◆ **Aim of the exercise**
Through the line that contains "use tempfile::TempDir;", return the data below exactly, starting at its first line; leave the rest out.
----- Input for this task -----
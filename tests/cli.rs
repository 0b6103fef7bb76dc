//! Binary-level CLI tests: exit codes, output streams, and configuration
//! handling

use assert_cmd::Command;
use predicates::prelude::*;
use tempfile::TempDir;

/// A confab command isolated from the host environment
///
/// HOME points at an empty tempdir so no global `.env` leaks in, the
/// working directory is fresh so no local `.env` applies, and contexts
/// land under the tempdir.
fn confab(tmp: &TempDir) -> Command {
    let mut cmd = Command::cargo_bin("confab").unwrap();
    cmd.env_clear()
        .env("HOME", tmp.path())
        .env("CONFAB_CONTEXT_DIR", tmp.path().join("contexts"))
        .env("CONFAB_API_KEY", "test-key")
        .current_dir(tmp.path());
    cmd
}

#[test]
fn info_on_fresh_directory_reports_empty_context() {
    let tmp = TempDir::new().unwrap();
    confab(&tmp)
        .arg("info")
        .assert()
        .success()
        .stdout(predicate::str::contains("Messages: 0"))
        .stdout(predicate::str::contains("Prune count: 0"))
        .stdout(predicate::str::contains("Context for"));
}

#[test]
fn missing_api_key_exits_with_config_code() {
    let tmp = TempDir::new().unwrap();
    let mut cmd = confab(&tmp);
    cmd.env_remove("CONFAB_API_KEY");

    cmd.arg("info")
        .assert()
        .failure()
        .code(2)
        .stderr(predicate::str::contains("CONFAB_API_KEY"))
        .stderr(predicate::str::contains("export CONFAB_API_KEY"));
}

#[test]
fn reset_succeeds_and_reports() {
    let tmp = TempDir::new().unwrap();
    confab(&tmp)
        .arg("reset")
        .assert()
        .success()
        .stdout(predicate::str::contains("Context reset successfully"));
}

#[test]
fn ask_with_unreachable_endpoint_exits_with_query_code() {
    let tmp = TempDir::new().unwrap();
    let mut cmd = confab(&tmp);
    // Nothing listens here; the query fails after retries
    cmd.env("CONFAB_API_URL", "http://127.0.0.1:9/v1/chat/completions");

    cmd.args(["ask", "anyone", "home?"])
        .assert()
        .failure()
        .code(1)
        .stderr(predicate::str::contains("API request failed"));

    // The failed exchange was not persisted
    confab(&tmp)
        .arg("info")
        .assert()
        .success()
        .stdout(predicate::str::contains("Messages: 0"));
}

#[test]
fn no_arguments_prints_usage_error() {
    let tmp = TempDir::new().unwrap();
    confab(&tmp).assert().failure();
}

#[test]
fn local_env_file_supplies_configuration() {
    let tmp = TempDir::new().unwrap();
    std::fs::write(tmp.path().join(".env"), "CONFAB_API_KEY=from-local-env\n").unwrap();

    let mut cmd = confab(&tmp);
    cmd.env_remove("CONFAB_API_KEY");

    // Validation passes because the local .env provided the key
    cmd.arg("info").assert().success();
}

#[test]
fn directory_override_selects_context() {
    let tmp = TempDir::new().unwrap();
    let other = TempDir::new().unwrap();

    confab(&tmp)
        .args(["info", "--directory"])
        .arg(other.path())
        .assert()
        .success()
        .stdout(predicate::str::contains("Messages: 0"));
}
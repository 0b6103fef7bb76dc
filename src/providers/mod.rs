//! Generation-service providers for Confab
//!
//! Defines the Provider trait consumed by the conversation manager and the
//! adaptive pruning strategy, along with the OpenAI-compatible
//! implementation.

pub mod base;
pub mod openai;

pub use base::{ChatMessage, Provider};
pub use openai::OpenAiProvider;
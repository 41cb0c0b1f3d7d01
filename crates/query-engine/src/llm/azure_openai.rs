use std::time::Duration;

use reqwest::StatusCode;
use reqwest::header::HeaderMap;
use serde::{Deserialize, Serialize};
use serde_json::Value;
use thiserror::Error;
use tokio::time::sleep;
use tracing::debug;
use url::Url;

use super::transport::{
    ChatChoice, ChatCompletionRequest, ChatCompletionResponse, ChatMessage, ChatTransport,
    ChatTransportFuture, TokenUsage, TransportError,
};
use crate::config::{ChatConfig, TransportConfig};
use crate::conversation::Turn;
use crate::formatter::Citation;
use crate::grounding::GroundingDescriptor;

pub(crate) const API_KEY_HEADER: &str = "api-key";

#[derive(Debug, Error)]
pub enum AzureOpenAiSetupError {
    #[error("invalid endpoint: {0}")]
    InvalidEndpoint(String),
    #[error("failed to build Azure OpenAI http client: {0}")]
    HttpClient(String),
}

/// Chat-completion transport for an Azure OpenAI deployment with "on your
/// data" grounding.
#[derive(Clone)]
pub struct AzureOpenAiTransport {
    client: reqwest::Client,
    base_url: Url,
    api_key: String,
    api_version: String,
    max_retries: u32,
    retry_base_backoff_ms: u64,
}

impl AzureOpenAiTransport {
    pub fn new(
        chat: &ChatConfig,
        transport: &TransportConfig,
    ) -> Result<Self, AzureOpenAiSetupError> {
        let base_url = parse_base_url(&chat.chat_endpoint)?;
        let client = build_http_client(transport.timeout_ms)?;

        Ok(Self {
            client,
            base_url,
            api_key: chat.api_key.clone(),
            api_version: transport.api_version.clone(),
            max_retries: transport.max_retries,
            retry_base_backoff_ms: transport.retry_base_backoff_ms,
        })
    }

    async fn complete_with_retries(
        &self,
        request: &ChatCompletionRequest,
    ) -> Result<ChatCompletionResponse, TransportError> {
        let mut attempt = 0_u32;

        loop {
            match self.send_once(request).await {
                Ok(response) => return Ok(response),
                Err(err) => {
                    if err.retryable && attempt < self.max_retries {
                        let backoff_multiplier = 2_u64.saturating_pow(attempt);
                        let backoff_ms = self
                            .retry_base_backoff_ms
                            .saturating_mul(backoff_multiplier);
                        debug!(
                            attempt,
                            backoff_ms,
                            error_type = err.error.kind(),
                            "retrying chat completion request"
                        );
                        sleep(Duration::from_millis(backoff_ms)).await;
                        attempt = attempt.saturating_add(1);
                        continue;
                    }

                    return Err(err.error);
                }
            }
        }
    }

    async fn send_once(
        &self,
        request: &ChatCompletionRequest,
    ) -> Result<ChatCompletionResponse, SendAttemptError> {
        let url = deployment_url(&self.base_url, &request.model, &self.api_version);
        let body = CompletionBody {
            messages: &request.messages,
            temperature: request.temperature,
            max_tokens: request.max_tokens,
            data_sources: request.grounding.as_ref().map(|descriptor| [descriptor]),
        };

        let response = self
            .client
            .post(url)
            .header(API_KEY_HEADER, &self.api_key)
            .json(&body)
            .send()
            .await
            .map_err(|err| {
                if err.is_timeout() {
                    SendAttemptError::retryable(TransportError::Timeout)
                } else {
                    SendAttemptError::retryable(TransportError::Unavailable(err.to_string()))
                }
            })?;

        let status = response.status();
        let header_request_id = header_request_id(response.headers());
        let body = response.text().await.map_err(|err| {
            SendAttemptError::non_retryable(TransportError::InvalidPayload(format!(
                "response_body_read_failed: {err}"
            )))
        })?;

        if !status.is_success() {
            return Err(status_error(status, &body));
        }

        let parsed: CompletionEnvelope = serde_json::from_str(&body).map_err(|err| {
            SendAttemptError::non_retryable(TransportError::InvalidPayload(format!(
                "response_json_parse_failed: {err}"
            )))
        })?;

        Ok(ChatCompletionResponse {
            model: parsed.model,
            request_id: header_request_id.or(parsed.id),
            choices: parsed
                .choices
                .into_iter()
                .map(|choice| ChatChoice {
                    message: choice.message.map(into_chat_message).unwrap_or_default(),
                })
                .collect(),
            usage: parsed.usage.map(|usage| TokenUsage {
                prompt_tokens: clamp_u64_to_u32(usage.prompt_tokens.unwrap_or(0)),
                completion_tokens: clamp_u64_to_u32(usage.completion_tokens.unwrap_or(0)),
                total_tokens: clamp_u64_to_u32(usage.total_tokens.unwrap_or(0)),
            }),
        })
    }
}

impl ChatTransport for AzureOpenAiTransport {
    fn complete<'a>(&'a self, request: ChatCompletionRequest) -> ChatTransportFuture<'a> {
        Box::pin(async move { self.complete_with_retries(&request).await })
    }
}

#[derive(Serialize)]
struct CompletionBody<'a> {
    messages: &'a [Turn],
    temperature: f64,
    max_tokens: u32,
    #[serde(skip_serializing_if = "Option::is_none")]
    data_sources: Option<[&'a GroundingDescriptor; 1]>,
}

#[derive(Debug)]
struct SendAttemptError {
    error: TransportError,
    retryable: bool,
}

impl SendAttemptError {
    fn retryable(error: TransportError) -> Self {
        Self {
            error,
            retryable: true,
        }
    }

    fn non_retryable(error: TransportError) -> Self {
        Self {
            error,
            retryable: false,
        }
    }
}

#[derive(Debug, Deserialize)]
struct CompletionEnvelope {
    id: Option<String>,
    model: Option<String>,
    #[serde(default)]
    choices: Vec<CompletionChoice>,
    usage: Option<CompletionUsage>,
}

#[derive(Debug, Deserialize)]
struct CompletionChoice {
    message: Option<CompletionMessage>,
}

#[derive(Debug, Deserialize)]
struct CompletionMessage {
    content: Option<String>,
    context: Option<CompletionContext>,
}

#[derive(Debug, Deserialize)]
struct CompletionContext {
    #[serde(default)]
    citations: Vec<Value>,
}

#[derive(Debug, Deserialize)]
struct CompletionUsage {
    prompt_tokens: Option<u64>,
    completion_tokens: Option<u64>,
    total_tokens: Option<u64>,
}

fn into_chat_message(message: CompletionMessage) -> ChatMessage {
    ChatMessage {
        content: message.content,
        citations: message
            .context
            .map(|context| context.citations.iter().map(Citation::from_value).collect())
            .unwrap_or_default(),
    }
}

pub(crate) fn parse_base_url(endpoint: &str) -> Result<Url, AzureOpenAiSetupError> {
    let url =
        Url::parse(endpoint).map_err(|err| AzureOpenAiSetupError::InvalidEndpoint(err.to_string()))?;
    if url.cannot_be_a_base() {
        return Err(AzureOpenAiSetupError::InvalidEndpoint(format!(
            "{endpoint} cannot carry a request path"
        )));
    }
    Ok(url)
}

pub(crate) fn build_http_client(timeout_ms: u64) -> Result<reqwest::Client, AzureOpenAiSetupError> {
    reqwest::Client::builder()
        .timeout(Duration::from_millis(timeout_ms))
        .build()
        .map_err(|err| AzureOpenAiSetupError::HttpClient(err.to_string()))
}

/// Appends `segments` to the endpoint path and replaces the query with
/// `api-version`. `base` must be a hierarchical URL (see [`parse_base_url`]).
pub(crate) fn endpoint_url(base: &Url, segments: &[&str], api_version: &str) -> Url {
    let mut url = base.clone();
    if let Ok(mut path) = url.path_segments_mut() {
        path.pop_if_empty().extend(segments);
    }
    url.query_pairs_mut()
        .clear()
        .append_pair("api-version", api_version);
    url
}

fn deployment_url(base: &Url, model: &str, api_version: &str) -> Url {
    endpoint_url(
        base,
        &["openai", "deployments", model, "chat", "completions"],
        api_version,
    )
}

fn status_error(status: StatusCode, body: &str) -> SendAttemptError {
    let (code, message) = parse_provider_error(body);
    let detail = match message {
        Some(message) => format!("status={} code={code} message={message}", status.as_u16()),
        None => format!("status={} code={code}", status.as_u16()),
    };

    if status == StatusCode::UNAUTHORIZED || status == StatusCode::FORBIDDEN {
        return SendAttemptError::non_retryable(TransportError::Unauthorized(detail));
    }

    SendAttemptError {
        error: TransportError::ServiceFailure(detail),
        retryable: is_retryable_status(status),
    }
}

pub(crate) fn is_retryable_status(status: StatusCode) -> bool {
    matches!(
        status,
        StatusCode::REQUEST_TIMEOUT
            | StatusCode::TOO_MANY_REQUESTS
            | StatusCode::INTERNAL_SERVER_ERROR
            | StatusCode::BAD_GATEWAY
            | StatusCode::SERVICE_UNAVAILABLE
            | StatusCode::GATEWAY_TIMEOUT
    )
}

fn header_request_id(headers: &HeaderMap) -> Option<String> {
    ["apim-request-id", "x-request-id"]
        .iter()
        .find_map(|name| headers.get(*name))
        .and_then(|value| value.to_str().ok())
        .map(ToString::to_string)
}

pub(crate) fn parse_provider_error(body: &str) -> (String, Option<String>) {
    #[derive(Deserialize)]
    struct ProviderErrorEnvelope {
        error: Option<ProviderErrorDetails>,
    }

    #[derive(Deserialize)]
    struct ProviderErrorDetails {
        code: Option<Value>,
        message: Option<String>,
    }

    let Some(details) = serde_json::from_str::<ProviderErrorEnvelope>(body)
        .ok()
        .and_then(|envelope| envelope.error)
    else {
        return ("unknown".to_string(), None);
    };

    let code = match details.code {
        Some(Value::String(code)) => code,
        Some(Value::Number(code)) => code.to_string(),
        _ => "unknown".to_string(),
    };
    (code, details.message.filter(|message| !message.trim().is_empty()))
}

fn clamp_u64_to_u32(value: u64) -> u32 {
    value.min(u32::MAX as u64) as u32
}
-----
◆ **Task response**
filename tests/cli.rs
repository 0b6103fef7bb76dc
//! Binary-level CLI tests: exit codes, output streams, and configuration
//! handling

use assert_cmd::Command;
use predicates::prelude::*;
use tempfile::TempDir;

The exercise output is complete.